In 2006, TRP introduced and promoted two of its own brands of products, including an eye care product known as "Blur Relief." Additionally, TRP entered into a representative relationship with a company called Altaire, Inc. and promoted a store equivalent brand product of "Systane," which was a product for dry eyes, manufactured by Alcon Laboratories. At the same time, TRP also represented OCuSOFT's branded dry eye product "Tears Again Liquid Gel," as well as OCuSOFT's private label products sold for the treatment of dry eyes.

OCuSOFT considered TRP's actions to be a breach of TRP's duty to represent OCuSOFT products. TRP disputed OCuSOFT's assertion of breach. Settlement of the dispute led to the Amended and Restated Agency Agreement Between OCuSOFT, Inc. and Thomas R. Pominville (DBA: TRP Company), dated March 1, 2007 (hereinafter "the 2007 Agreement"), which is the subject of this lawsuit.

The 2007 Agreement contains the following provision:

Until expiration or earlier termination of this Agreement, whichever occurs first, Agent may not now or in the future sell or otherwise exploit on his own behalf or on behalf of any other person or entity products that compete with Principal's Products on Schedule A or any future products which Agent is unsuccessful . . . in selling on behalf of Principal.

(2007 Agreement at ¶ 6.)

Paragraph 14 of the 2007 Agreement also contains an arbitration agreement, which provides:

Controlling Law and Arbitration. The Agreement shall be governed by and interpreted in accordance with the laws of the State of Texas. In the event of any dispute, difference, or question arising between the parties in connection with this Agreement or the discussion, negotiation, drafting, or liabilities of either party hereunder, then and in every such case such matter shall be settled by arbitration at Albuquerque, New Mexico, in accordance with the then-current Rules of the American Arbitration Association, and judgment upon the award rendered by the Arbitrator(s) may be entered in any court having jurisdiction thereof.

(Doc. 1-2.)

The parties do not dispute that the arbitration agreement is valid and enforceable.

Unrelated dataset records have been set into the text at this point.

#![allow(dead_code)]

use std::collections::HashMap;
use std::sync::Mutex;

use chrono::{Duration, Utc};
use discolog::auth::Token;
use discolog::navigate::Navigator;
use discolog::store::{KeyValueStore, StoreError};
use reqwest::Url;

/// In-memory key-value store for tests.
#[derive(Default)]
pub struct MemoryStore {
    values: Mutex<HashMap<String, String>>,
}

impl MemoryStore {
    pub fn new() -> Self {
        Self::default()
    }
}

impl KeyValueStore for MemoryStore {
    fn get(&self, key: &str) -> Result<Option<String>, StoreError> {
        Ok(self
            .values
            .lock()
            .expect("store lock poisoned")
            .get(key)
            .cloned())
    }

    fn set(&self, key: &str, value: &str) -> Result<(), StoreError> {
        self.values
            .lock()
            .expect("store lock poisoned")
            .insert(key.to_string(), value.to_string());
        Ok(())
    }

    fn remove(&self, key: &str) -> Result<(), StoreError> {
        self.values
            .lock()
            .expect("store lock poisoned")
            .remove(key);
        Ok(())
    }
}

/// Recording navigator: tracks redirects and URL rewrites.
pub struct TestNavigator {
    current: Mutex<Url>,
    redirects: Mutex<Vec<String>>,
    replacements: Mutex<Vec<Url>>,
}

impl TestNavigator {
    pub fn at(url: &str) -> Self {
        Self {
            current: Mutex::new(Url::parse(url).expect("test URL")),
            redirects: Mutex::new(Vec::new()),
            replacements: Mutex::new(Vec::new()),
        }
    }

    pub fn set_url(&self, url: &str) {
        *self.current.lock().expect("navigator lock poisoned") =
            Url::parse(url).expect("test URL");
    }

    pub fn last_redirect(&self) -> Option<String> {
        self.redirects
            .lock()
            .expect("navigator lock poisoned")
            .last()
            .cloned()
    }

    pub fn last_replacement(&self) -> Option<Url> {
        self.replacements
            .lock()
            .expect("navigator lock poisoned")
            .last()
            .cloned()
    }

    pub fn redirect_count(&self) -> usize {
        self.redirects.lock().expect("navigator lock poisoned").len()
    }
}

impl Navigator for TestNavigator {
    fn current_url(&self) -> Url {
        self.current
            .lock()
            .expect("navigator lock poisoned")
            .clone()
    }

    fn replace_url(&self, url: &Url) {
        let mut current = self.current.lock().expect("navigator lock poisoned");
        *current = url.clone();
        self.replacements
            .lock()
            .expect("navigator lock poisoned")
            .push(url.clone());
    }

    fn redirect(&self, url: &str) {
        self.redirects
            .lock()
            .expect("navigator lock poisoned")
            .push(url.to_string());
    }
}

pub fn valid_token(access: &str) -> Token {
    Token {
        access_token: access.to_string(),
        expires_at: Utc::now() + Duration::hours(1),
        refresh_token: Some("refresh-1".to_string()),
    }
}

pub fn expired_token(access: &str, refresh: Option<&str>) -> Token {
    Token {
        access_token: access.to_string(),
        expires_at: Utc::now() - Duration::minutes(5),
        refresh_token: refresh.map(str::to_string),
    }
}

/// Token endpoint JSON body.
pub fn token_response_json(access: &str, refresh: Option<&str>) -> serde_json::Value {
    let mut body = serde_json::json!({
        "access_token": access,
        "token_type": "Bearer",
        "expires_in": 3600,
    });
    if let Some(refresh) = refresh {
        body["refresh_token"] = serde_json::Value::String(refresh.to_string());
    }
    body
}
//! PKCE challenge material for the authorization-code flow.

use base64::engine::general_purpose::URL_SAFE_NO_PAD;
use base64::Engine;
use sha2::{Digest, Sha256};

/// Length of the CSRF `state` parameter.
pub const STATE_LEN: usize = 20;
/// Length of the PKCE code verifier.
pub const VERIFIER_LEN: usize = 96;

const CHARSET: &[u8] = b"ABCDEFGHIJKLMNOPQRSTUVWXYZabcdefghijklmnopqrstuvwxyz0123456789";

/// Transient login-attempt secrets: created at login start, consumed on the
/// redirect return.
#[derive(Debug, Clone)]
pub struct PkceExchange {
    pub state: String,
    pub verifier: String,
}

impl PkceExchange {
    /// Generate a fresh state/verifier pair.
    pub fn generate() -> Self {
        Self {
            state: random_string(STATE_LEN),
            verifier: random_string(VERIFIER_LEN),
        }
    }

    /// The S256 code challenge: URL-safe base64 of the SHA-256 digest of the
    /// verifier, padding stripped.
    pub fn challenge(&self) -> String {
        code_challenge(&self.verifier)
    }
}

pub fn code_challenge(verifier: &str) -> String {
    let digest = Sha256::digest(verifier.as_bytes());
    URL_SAFE_NO_PAD.encode(digest)
}

/// Random alphanumeric string of `length` chars, fed from v4 UUID bytes.
fn random_string(length: usize) -> String {
    let mut bytes = vec![0u8; length];
    for chunk in bytes.chunks_mut(16) {
        let id = uuid::Uuid::new_v4();
        let len = chunk.len().min(16);
        chunk[..len].copy_from_slice(&id.as_bytes()[..len]);
    }
    bytes
        .iter()
        .map(|byte| CHARSET[*byte as usize % CHARSET.len()] as char)
        .collect()
}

On May 21, 2009, OCuSOFT received labeling artwork that was sent by Walgreens, an OCuSOFT customer represented by TRP under the 2007 Agreement. Walgreens mistakenly believed that the artwork was that of an OCuSOFT product. In fact, the product represented was not an OCuSOFT product, but rather a competitor (also represented by TRP) national brand equivalent for artificial tears. OCuSOFT alleges that the packaging identified the product as "Lubricant Eye Drops," and depicted the single use containers that are exactly the same as those used in similar OCuSOFT products.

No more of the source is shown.